Just the Facts?: The Swastika Forest -- Is Nessie a Geological Anomaly? -- Thomas Edison's ‘Spirit Machine'



The Swastika Forest

Over 20 years ago, a landscaper in eastern Germany discovered a formation of trees in a forest in the shape of a swastika. Since then, a number of other forest swastikas have been found in Germany and beyond, but the mystery of their origins persist.

Blame it on the larches.
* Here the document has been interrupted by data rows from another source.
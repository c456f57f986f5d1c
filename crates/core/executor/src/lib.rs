//! An executor for compiled branching-dialogue programs.
//!
//! A [`Program`] is a set of named [`Node`]s, each a linear list of [`Instruction`]s for a small
//! stack machine. The [`Executor`] runs them, delivering lines, commands and options to a
//! [`DialogueHandler`] and keeping variables in a [`VariableStorage`]. Scripts call into a
//! [`Library`] of functions, and line groups and node groups pick their content through a
//! [`SaliencyStrategy`].

#![warn(clippy::pedantic)]
#![allow(clippy::similar_names)]
#![allow(clippy::cast_possible_wrap)]
#![allow(clippy::cast_possible_truncation)]
#![allow(clippy::cast_precision_loss)]
#![allow(clippy::cast_sign_loss)]
#![allow(clippy::module_name_repetitions)]
#![allow(clippy::cast_lossless)]
#![allow(clippy::should_panic_without_expect)]
#![allow(clippy::field_reassign_with_default)]
#![allow(clippy::match_wildcard_for_single_variants)]
#![allow(clippy::missing_panics_doc)]
#![allow(clippy::missing_errors_doc)]
#![allow(clippy::explicit_iter_loop)]
#![allow(clippy::struct_excessive_bools)]
#![warn(missing_docs)]

pub mod builtins;
mod context;
mod executor;
mod function;
mod handler;
mod instruction;
mod program;
#[cfg(any(test, feature = "programs"))]
pub mod programs;
mod reload;
mod report;
mod saliency;
mod smart;
mod state;
mod storage;
mod utils;
mod value;

pub use context::*;
pub use executor::*;
pub use function::*;
pub use handler::*;
pub use instruction::*;
pub use program::*;
pub use reload::*;
pub use report::*;
pub use saliency::*;
pub use smart::*;
pub use state::*;
pub use storage::*;
pub use utils::*;
pub use value::*;
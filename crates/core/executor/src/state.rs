use std::sync::Arc;

use serde::{Deserialize, Serialize};
use strum_macros::Display;

use crate::{ContentSaliencyOption, Node, OptionItem, Value};

/// The state of the dialogue state machine.
#[derive(Debug, Clone, Copy, Default, PartialEq, Eq, Hash, Serialize, Deserialize, Display)]
pub enum ExecutionState {
    /// Not running. The initial and terminal state.
    #[default]
    Stopped,
    /// Dispatching instructions.
    Running,
    /// Parked after delivering a line or command, or after an option was selected.
    WaitingForContinue,
    /// Parked until the host selects an option.
    WaitingOnOptionSelection,
}

/// A saved return address on the call stack.
#[derive(Debug, Clone, PartialEq, Eq, Serialize, Deserialize)]
pub struct CallSite {
    /// The node to return to.
    pub node_name: String,
    /// The index of the instruction that made the detour.
    pub instruction: usize,
}

/// Holds data describing the current state of a dialogue's execution.
#[derive(Debug, Clone, Default)]
pub struct MachineState {
    /// The node being executed.
    pub current_node: Option<Arc<Node>>,

    /// The program counter, an index into the current node's instructions.
    ///
    /// Jumps write `destination - 1` (wrapping) and rely on the dispatch loop's increment.
    pub pc: usize,

    /// The operand stack. Grows at the tail.
    pub stack: Vec<Value>,

    /// Saved return addresses, most recent last.
    pub call_stack: Vec<CallSite>,

    /// The option batch being assembled.
    pub options: Vec<OptionItem>,

    /// The saliency candidates recorded since the last selection.
    pub saliency_candidates: Vec<ContentSaliencyOption>,
}

impl MachineState {
    /// Clear the stacks, the pending option batch and saliency candidates, and forget the
    /// current node.
    pub fn reset(&mut self) {
        self.stack.clear();
        self.call_stack.clear();
        self.options.clear();
        self.saliency_candidates.clear();
        self.current_node = None;
        self.pc = 0;
    }

    /// The name of the current node.
    #[must_use]
    pub fn current_node_name(&self) -> Option<&str> {
        self.current_node.as_deref().map(|node| node.name.as_str())
    }

    /// The top of the operand stack.
    #[must_use]
    pub fn peek(&self) -> Option<&Value> {
        self.stack.last()
    }

    /// Pop the top of the operand stack.
    pub fn pop(&mut self) -> Option<Value> {
        self.stack.pop()
    }

    /// Pop `count` values, returning them in the order they were pushed.
    ///
    /// Stops early if the stack runs out, logging the underflow.
    pub fn pop_substitutions(&mut self, count: usize, context: &str) -> Vec<Value> {
        let available = count.min(self.stack.len());
        if available < count {
            tracing::error!(
                "asked to pop {count} values for {context}, but the stack has {available}"
            );
        }
        self.stack.split_off(self.stack.len() - available)
    }
}
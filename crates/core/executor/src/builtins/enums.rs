//! Enum cases compile down to their raw values, so comparison only has to reject mixed kinds.

use crate::{
    function::{expect_args, FunctionEnv, FunctionError, FunctionResult},
    Value,
};

fn same_kind(args: &[Value]) -> Result<(&Value, &Value), FunctionError> {
    let [a, b] = expect_args::<2>(args)?;
    if a.kind() == b.kind() {
        Ok((a, b))
    } else {
        Err(FunctionError::EnumKindMismatch { left: a.clone(), right: b.clone() })
    }
}

pub(crate) fn equal_to(_: FunctionEnv<'_>, args: &[Value]) -> FunctionResult {
    let (a, b) = same_kind(args)?;
    Ok(Some(Value::Bool(a == b)))
}

pub(crate) fn not_equal_to(_: FunctionEnv<'_>, args: &[Value]) -> FunctionResult {
    let (a, b) = same_kind(args)?;
    Ok(Some(Value::Bool(a != b)))
}
use std::sync::Once;

use tracing_forest::ForestLayer;
use tracing_subscriber::{
    fmt::format::FmtSpan, layer::SubscriberExt, util::SubscriberInitExt, EnvFilter, Registry,
};

use crate::Value;

/// Replace each `{n}` marker in `template` with the rendering of `values[n]`.
///
/// Every occurrence of a marker is replaced, not only the first. Markers whose index is out of
/// range, and braces that do not form a marker, are kept verbatim.
#[must_use]
pub fn format_substitutions(template: &str, values: &[Value]) -> String {
    let mut out = String::with_capacity(template.len());
    let mut rest = template;
    while let Some(open) = rest.find('{') {
        out.push_str(&rest[..open]);
        let after = &rest[open + 1..];
        let marker = after
            .find('}')
            .and_then(|close| after[..close].parse::<usize>().ok().map(|index| (index, close)))
            .and_then(|(index, close)| values.get(index).map(|value| (value, close)));
        match marker {
            Some((value, close)) => {
                out.push_str(&value.to_substitution());
                rest = &after[close + 1..];
            }
            None => {
                out.push('{');
                rest = after;
            }
        }
    }
    out.push_str(rest);
    out
}

static INIT: Once = Once::new();

/// A simple logger.
///
/// Set the `RUST_LOG` environment variable to `info`, `debug` or `trace` to see executor logs,
/// and `RUST_LOGGER` to `flat` (default) or `forest` to pick the output format.
pub fn setup_logger() {
    INIT.call_once(|| {
        let env_filter =
            EnvFilter::try_from_default_env().unwrap_or_else(|_| EnvFilter::new("off"));

        let logger_type = std::env::var("RUST_LOGGER").unwrap_or_else(|_| "flat".to_string());
        match logger_type.as_str() {
            "forest" => {
                Registry::default().with(env_filter).with(ForestLayer::default()).init();
            }
            "flat" => {
                tracing_subscriber::fmt::Subscriber::builder()
                    .compact()
                    .with_file(false)
                    .with_target(false)
                    .with_thread_names(false)
                    .with_env_filter(env_filter)
                    .with_span_events(FmtSpan::CLOSE)
                    .finish()
                    .init();
            }
            _ => {
                panic!("Invalid logger type: {logger_type}");
            }
        }
    });
}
Brandenburg native Günter Reschke was the first one to notice their unique formation, according to a 2002 article in the Süddeutsche Zeitung newspaper. To be more precise, however, it was the new intern at Reschke's landscaping company, Ökoland Dederow, who discovered the trees in 1992 as he was completing a typically thankless intern task: searching aerial photographs for irrigation lines.

Instead, he found a small group of 140 larches standing in the middle of dense forest, surrounded by hundreds of other trees. But there was a crucial difference: all the others were pine trees. The larches, unlike the pines, changed color in the fall, first to yellow, then brown. And when they were seen from a certain height, it wasn't difficult to recognize the pattern they formed. It was quite striking, in fact.

As he was dutifully accomplishing the task he had been given, the intern suddenly stopped and stared, dumbfounded, at the picture in his hand. It was an aerial view of Kutzerower Heath at Zernikow -- photo number 106/88. He showed it to Reschke: "Do you see what this is?" But the 60-by-60 meter (200-by-200 foot) design that stood out sharply from the forest was obvious to all: a swastika.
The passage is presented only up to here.